Start of EXERCISE MATERIAL

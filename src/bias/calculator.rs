//! Monthly bias of a simulated climatology against an observed one.
//!
//! Both climatologies hold 12 values per grid cell. The observed month axis
//! is relabeled to start at January like the simulated one; no values are
//! shifted. Units are harmonized per quantity before the bias operator is
//! applied:
//!
//! | quantity       | harmonization                 | bias                   |
//! |----------------|-------------------------------|------------------------|
//! | temperature    | °C → K                        | `sim - obs`            |
//! | precipitation  | flux → mm/month (true months) | `sim / obs`            |
//! | cloud fraction | % → fraction                  | `ln(sim) / ln(obs)`    |

use ndarray::{Array3, Zip};
use tracing::{debug, warn};

use super::rules::{BiasRules, CorrectionKind, Quantity};
use crate::grid::calendar::{MONTHS_PER_YEAR, month_of_step};
use crate::grid::units::KELVIN_OFFSET;
use crate::grid::{BiasField, FieldError, GridField, MonthlyClimatology, Unit};

/// Replaces observed precipitation of exactly zero before dividing [mm/month].
pub const PRECIP_RATIO_EPSILON: f64 = 1.0;

/// Cloud fractions are kept this far away from 0 and 1 so that neither
/// logarithm of the power-law bias vanishes or diverges.
pub const CLOUD_FRACTION_EPSILON: f64 = 1e-6;

#[derive(Debug, Clone, Copy, PartialEq)]
enum Conversion {
    Identity,
    Offset(f64),
    Scale(f64),
    PerMonth,
}

/// Works out the conversion of `field` into the canonical unit of
/// `quantity`. Unknown units are accepted only when both sides carry the same
/// unit string, in which case nothing is converted.
fn conversion_for(
    field: &GridField,
    quantity: Quantity,
    peer: &GridField,
) -> Result<(Conversion, Unit), FieldError> {
    let unit = field.unit();
    let conversion = match quantity {
        Quantity::Temperature => match unit {
            Unit::Kelvin => Some(Conversion::Identity),
            Unit::Celsius => Some(Conversion::Offset(KELVIN_OFFSET)),
            _ => None,
        },
        Quantity::Precipitation => unit
            .mm_per_month_factor(0)
            .map(|_| Conversion::PerMonth),
        Quantity::CloudFraction => match unit {
            Unit::Fraction => Some(Conversion::Identity),
            Unit::Percent => Some(Conversion::Scale(0.01)),
            _ => None,
        },
    };

    match conversion {
        Some(conversion) => Ok((conversion, unit)),
        None if field.units() == peer.units() => Ok((Conversion::Identity, unit)),
        None => Err(FieldError::UnsupportedUnits {
            variable: field.variable_name().to_string(),
            units: field.units().to_string(),
            expected: match quantity {
                Quantity::Temperature => "a temperature",
                Quantity::Precipitation => "a precipitation flux or amount",
                Quantity::CloudFraction => "a cloud fraction",
            },
        }),
    }
}

/// Values of `field` in the canonical unit, missing cells as NaN.
fn harmonize(field: &GridField, conversion: Conversion, unit: &Unit) -> Array3<f64> {
    let mut values = field.values().clone();
    for ((t, _, _), v) in values.indexed_iter_mut() {
        if field.is_missing(*v) {
            *v = f64::NAN;
            continue;
        }
        *v = match conversion {
            Conversion::Identity => *v,
            Conversion::Offset(offset) => *v + offset,
            Conversion::Scale(scale) => *v * scale,
            Conversion::PerMonth => match unit.mm_per_month_factor(month_of_step(t)) {
                Some(f) => *v * f,
                None => f64::NAN,
            },
        };
    }
    values
}

#[derive(Debug, Clone, Default)]
pub struct BiasCalculator {
    rules: BiasRules,
}

impl BiasCalculator {
    pub fn new(rules: BiasRules) -> Self {
        Self { rules }
    }

    pub fn rules(&self) -> &BiasRules {
        &self.rules
    }

    /// Computes the 12-month bias of `sim` against `obs`.
    ///
    /// `sim_variable` selects the rule; the result is named after it.
    /// `obs_variable` must be the variable name of `obs` (an empty string
    /// skips that check).
    ///
    /// # Errors
    ///
    /// * [`FieldError::UnsupportedVariable`] if no rule exists, before any
    ///   data is read.
    /// * [`FieldError::VariableMismatch`] if `obs` holds another variable.
    /// * [`FieldError::GridMismatch`] if the grids differ.
    /// * [`FieldError::UnsupportedUnits`] if the units cannot be harmonized.
    pub fn compute_bias(
        &self,
        sim: &MonthlyClimatology,
        sim_variable: &str,
        obs: &MonthlyClimatology,
        obs_variable: &str,
    ) -> Result<BiasField, FieldError> {
        let rule = *self.rules.get(sim_variable)?;

        let (sim_field, obs_field) = (sim.field(), obs.field());
        if !obs_variable.is_empty() && obs_field.variable_name() != obs_variable {
            return Err(FieldError::VariableMismatch {
                expected: obs_variable.to_string(),
                found: obs_field.variable_name().to_string(),
            });
        }
        sim_field.ensure_same_grid(obs_field)?;

        let (sim_conversion, sim_unit) = conversion_for(sim_field, rule.quantity, obs_field)?;
        let (obs_conversion, obs_unit) = conversion_for(obs_field, rule.quantity, sim_field)?;
        let sim_values = harmonize(sim_field, sim_conversion, &sim_unit);
        let obs_values = harmonize(obs_field, obs_conversion, &obs_unit);

        let fill = sim_field.output_fill_value();
        let clamp_fraction = rule.quantity == Quantity::CloudFraction;
        let mut masked = 0usize;
        let mut bias = Array3::<f64>::zeros(sim_values.raw_dim());

        Zip::from(&mut bias)
            .and(&sim_values)
            .and(&obs_values)
            .for_each(|b, &s, &o| {
                let value = if s.is_nan() || o.is_nan() {
                    f64::NAN
                } else {
                    match rule.correction {
                        CorrectionKind::Additive => s - o,
                        CorrectionKind::Multiplicative => {
                            let o = if o == 0.0 { PRECIP_RATIO_EPSILON } else { o };
                            s / o
                        }
                        CorrectionKind::Power => {
                            let (s, o) = if clamp_fraction {
                                (
                                    s.clamp(CLOUD_FRACTION_EPSILON, 1.0 - CLOUD_FRACTION_EPSILON),
                                    o.clamp(CLOUD_FRACTION_EPSILON, 1.0 - CLOUD_FRACTION_EPSILON),
                                )
                            } else {
                                (s, o)
                            };
                            s.ln() / o.ln()
                        }
                    }
                };
                if value.is_finite() {
                    *b = value;
                } else {
                    masked += 1;
                    *b = fill;
                }
            });

        if masked > 0 {
            warn!(
                variable = sim_variable,
                masked, "bias undefined for some cells, written as fill value"
            );
        }

        let units = match rule.correction {
            CorrectionKind::Additive if sim_conversion == Conversion::Identity => {
                sim_field.units().to_string()
            }
            CorrectionKind::Additive => rule.quantity.canonical_units().to_string(),
            _ => "1".to_string(),
        };
        debug!(
            variable = sim_variable,
            observed = obs_field.variable_name(),
            kind = %rule.correction,
            "computed monthly bias"
        );

        let time = (0..MONTHS_PER_YEAR).map(|m| m as f64).collect();
        let field = sim_field.derive(sim_variable, &units, bias, time);
        Ok(BiasField::new(MonthlyClimatology::new(field)?, rule.correction))
    }
}
use rayon::prelude::*;
use std::path::{Path, PathBuf};
use tracing::{info, warn};

use super::PipelineError;
use crate::aggregate::{daily_precip_std_climatology, monthly_climatology, split_series};
use crate::bias::{BiasCalculator, Quantity, apply_bias};
use crate::compose::{compose_actual_radiation, reconstruct_overcast_radiation, sum_precip_components};
use crate::config::{Config, DebiasJob, DeriveJob};
use crate::discovery::FileFinder;
use crate::extent::crop;
use crate::grid::calendar::MONTHS_PER_YEAR;
use crate::grid::{GridField, MonthlyClimatology, StdDevClimatology, TimeSeries};
use crate::readers::create_reader;
use crate::utils::log_field_statistics;
use crate::wet_days::estimate_wet_days;
use crate::writers::{GeoTiffWriter, write_gridlist};

pub const GRIDLIST_FILE: &str = "gridlist.txt";

/// Files written by one job.
#[derive(Debug, Clone, PartialEq)]
pub struct JobOutput {
    pub job: String,
    pub files: Vec<PathBuf>,
}

#[derive(Debug)]
pub struct BatchRunner {
    config: Config,
    inputs: FileFinder,
    derived: FileFinder,
    writer: GeoTiffWriter,
    calculator: BiasCalculator,
}

impl BatchRunner {
    pub fn new(config: Config) -> Self {
        BatchRunner {
            inputs: FileFinder::new(config.input_directories().to_vec()),
            derived: FileFinder::new(vec![config.output_directory().to_path_buf()]),
            writer: GeoTiffWriter::new(config.compression_level()),
            calculator: BiasCalculator::new(config.bias_rules().clone()),
            config,
        }
    }

    /// Runs the derive jobs one after another in configured order, then every
    /// bias-correction job in parallel, and finally writes the gridlist.
    pub fn process(&self) -> Result<Vec<JobOutput>, PipelineError> {
        info!(
            derive = self.config.derive().len(),
            debias = self.config.jobs().len(),
            threads = rayon::current_num_threads(),
            "starting batch"
        );

        let mut outputs: Vec<JobOutput> = self
            .config
            .derive()
            .iter()
            .map(|job| self.run_derive(job).map_err(|e| e.in_job(job.output())))
            .collect::<Result<_, _>>()?;

        let debiased: Vec<(JobOutput, GridField)> = self
            .config
            .jobs()
            .par_iter()
            .map(|job| self.run_debias(job).map_err(|e| e.in_job(&job.variable)))
            .collect::<Result<_, _>>()?;

        if let Some((_, grid)) = debiased.first() {
            let path = self.config.output_directory().join(GRIDLIST_FILE);
            write_gridlist(grid, &path)?;
            outputs.push(JobOutput {
                job: GRIDLIST_FILE.to_string(),
                files: vec![path],
            });
        }
        outputs.extend(debiased.into_iter().map(|(output, _)| output));

        let files: usize = outputs.iter().map(|o| o.files.len()).sum();
        info!(files, "batch finished");
        Ok(outputs)
    }

    /// Same as [`BatchRunner::process`] on a dedicated pool of `threads`
    /// threads.
    pub fn process_with_threads(&self, threads: usize) -> Result<Vec<JobOutput>, PipelineError> {
        let pool = rayon::ThreadPoolBuilder::new().num_threads(threads).build()?;
        pool.install(|| self.process())
    }

    fn run_derive(&self, job: &DeriveJob) -> Result<JobOutput, PipelineError> {
        info!(output = job.output(), inputs = ?job.inputs(), "deriving variable");
        let derived = match job {
            DeriveJob::PrecipSum {
                convective,
                large_scale,
                unit_factor,
                ..
            } => sum_precip_components(
                &self.read_series(convective, "PRECC")?,
                &self.read_series(large_scale, "PRECL")?,
                *unit_factor,
            )?,
            DeriveJob::OvercastRadiation {
                actual,
                clear_sky,
                cloud_fraction,
                ..
            } => reconstruct_overcast_radiation(
                &self.read_series(actual, "FSDS")?,
                &self.read_series(clear_sky, "FSDSC")?,
                &self.read_series(cloud_fraction, "CLDTOT")?,
            )?,
            DeriveJob::ActualRadiation {
                clear_sky,
                overcast,
                cloud_fraction,
                ..
            } => compose_actual_radiation(
                &self.read_series(clear_sky, "FSDSC")?,
                &self.read_series(overcast, "FSDSCL")?,
                &self.read_series(cloud_fraction, "CLDTOT")?,
            )?,
        };

        let field = self.stamp(derived.into_field());
        let path = self.config.output_directory().join(job.output());
        self.write(&field, &path)?;
        Ok(JobOutput {
            job: job.output().to_string(),
            files: vec![path],
        })
    }

    /// Bias correction of one variable. Returns the written files and the
    /// bias field, whose grid is shared by all outputs of the job.
    fn run_debias(&self, job: &DebiasJob) -> Result<(JobOutput, GridField), PipelineError> {
        info!(variable = job.variable.as_str(), "computing bias");
        let observed_variable = if job.observed_variable.is_empty() {
            job.variable.as_str()
        } else {
            job.observed_variable.as_str()
        };

        let simulated = to_climatology(self.read(&job.simulated_climatology, &job.variable)?)?;
        let observed = to_climatology(self.read(&job.observed, observed_variable)?)?;
        let bias = self
            .calculator
            .compute_bias(&simulated, &job.variable, &observed, &job.observed_variable)?;

        let mut files = Vec::new();
        let bias_path = self
            .config
            .output_directory()
            .join(format!("bias_{}.tif", job.variable));
        self.write(bias.field(), &bias_path)?;
        files.push(bias_path);

        let precip_std = match &job.precip_std {
            Some(pattern) => Some(to_std_climatology(self.read(pattern, "prec_std")?)?),
            None => None,
        };

        if precip_std.is_none() && self.calculator.rules().get(&job.variable)?.quantity == Quantity::Precipitation {
            warn!(
                variable = job.variable.as_str(),
                "no precipitation standard deviation given, wet days are not estimated"
            );
        }

        for pattern in &job.series {
            for path in self.finder_for(pattern).find_all(pattern)? {
                let raw = TimeSeries::new(self.read_path(&path, &job.variable)?)?;
                let corrected = apply_bias(&raw, &bias)?;
                let wet = match &precip_std {
                    Some(precip_std) => Some(estimate_wet_days(
                        &corrected,
                        precip_std,
                        self.config.precip_threshold(),
                    )?),
                    None => None,
                };
                files.extend(self.write_slices(&path, "", corrected)?);
                if let Some(wet) = wet {
                    let wet = TimeSeries::new(wet.to_field())?;
                    files.extend(self.write_slices(&path, "_wet_days", wet)?);
                }
            }
        }

        let grid = bias.climatology().field().clone();
        Ok((
            JobOutput {
                job: job.variable.clone(),
                files,
            },
            grid,
        ))
    }

    /// Writes `series` in slices of the configured length next to each other,
    /// named after `source` with `suffix` and a running index.
    fn write_slices(&self, source: &Path, suffix: &str, series: TimeSeries) -> Result<Vec<PathBuf>, PipelineError> {
        let stem = source
            .file_stem()
            .map(|s| s.to_string_lossy().into_owned())
            .unwrap_or_default();

        let series = TimeSeries::new(self.stamp(series.into_field()))?;
        let mut files = Vec::new();
        for (index, slice) in split_series(&series, self.config.chunk_steps())?.iter().enumerate() {
            let path = self
                .config
                .output_directory()
                .join(format!("{stem}{suffix}_{index:06}.tif"));
            self.write(slice.field(), &path)?;
            files.push(path);
        }
        Ok(files)
    }

    /// Outputs of derive jobs are looked up in the output directory, anything
    /// else only in the input directories.
    fn finder_for(&self, pattern: &str) -> &FileFinder {
        if self.config.derive().iter().any(|job| job.output() == pattern) {
            &self.derived
        } else {
            &self.inputs
        }
    }

    fn read(&self, pattern: &str, variable: &str) -> Result<GridField, PipelineError> {
        let path = self.finder_for(pattern).find_one(pattern)?;
        self.read_path(&path, variable)
    }

    /// Reads a field and crops it to the configured region.
    fn read_path(&self, path: &Path, variable: &str) -> Result<GridField, PipelineError> {
        let field = create_reader(path, variable)?.read_data()?;
        match self.config.region() {
            Some(region) => Ok(crop(&field, region)?),
            None => Ok(field),
        }
    }

    fn read_series(&self, pattern: &str, variable: &str) -> Result<TimeSeries, PipelineError> {
        Ok(TimeSeries::new(self.read(pattern, variable)?)?)
    }

    fn stamp(&self, field: GridField) -> GridField {
        let attributes = self.config.attributes_for(field.variable_name());
        field.with_attributes(&attributes)
    }

    fn write(&self, field: &GridField, path: &Path) -> Result<(), PipelineError> {
        self.writer.write(field, path)?;
        log_field_statistics(field);
        Ok(())
    }
}

/// A 12-step field is taken as it is; longer ones are averaged per month.
fn to_climatology(field: GridField) -> Result<MonthlyClimatology, PipelineError> {
    if field.shape().steps == MONTHS_PER_YEAR {
        return Ok(MonthlyClimatology::new(field)?);
    }
    Ok(monthly_climatology(&TimeSeries::new(field)?)?)
}

/// A 12-step field is taken as it is; longer ones are daily precipitation.
fn to_std_climatology(field: GridField) -> Result<StdDevClimatology, PipelineError> {
    if field.shape().steps == MONTHS_PER_YEAR {
        return Ok(StdDevClimatology::new(field)?);
    }
    Ok(daily_precip_std_climatology(&field)?)
}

End of EXERCISE MATERIAL

EXERCISE DESCRIPTION:
Among the records, find each line where the word "convective" occurs, and copy it.

ANSWER TO THIS EXERCISE:
                convective,
                &self.read_series(convective, "PRECC")?,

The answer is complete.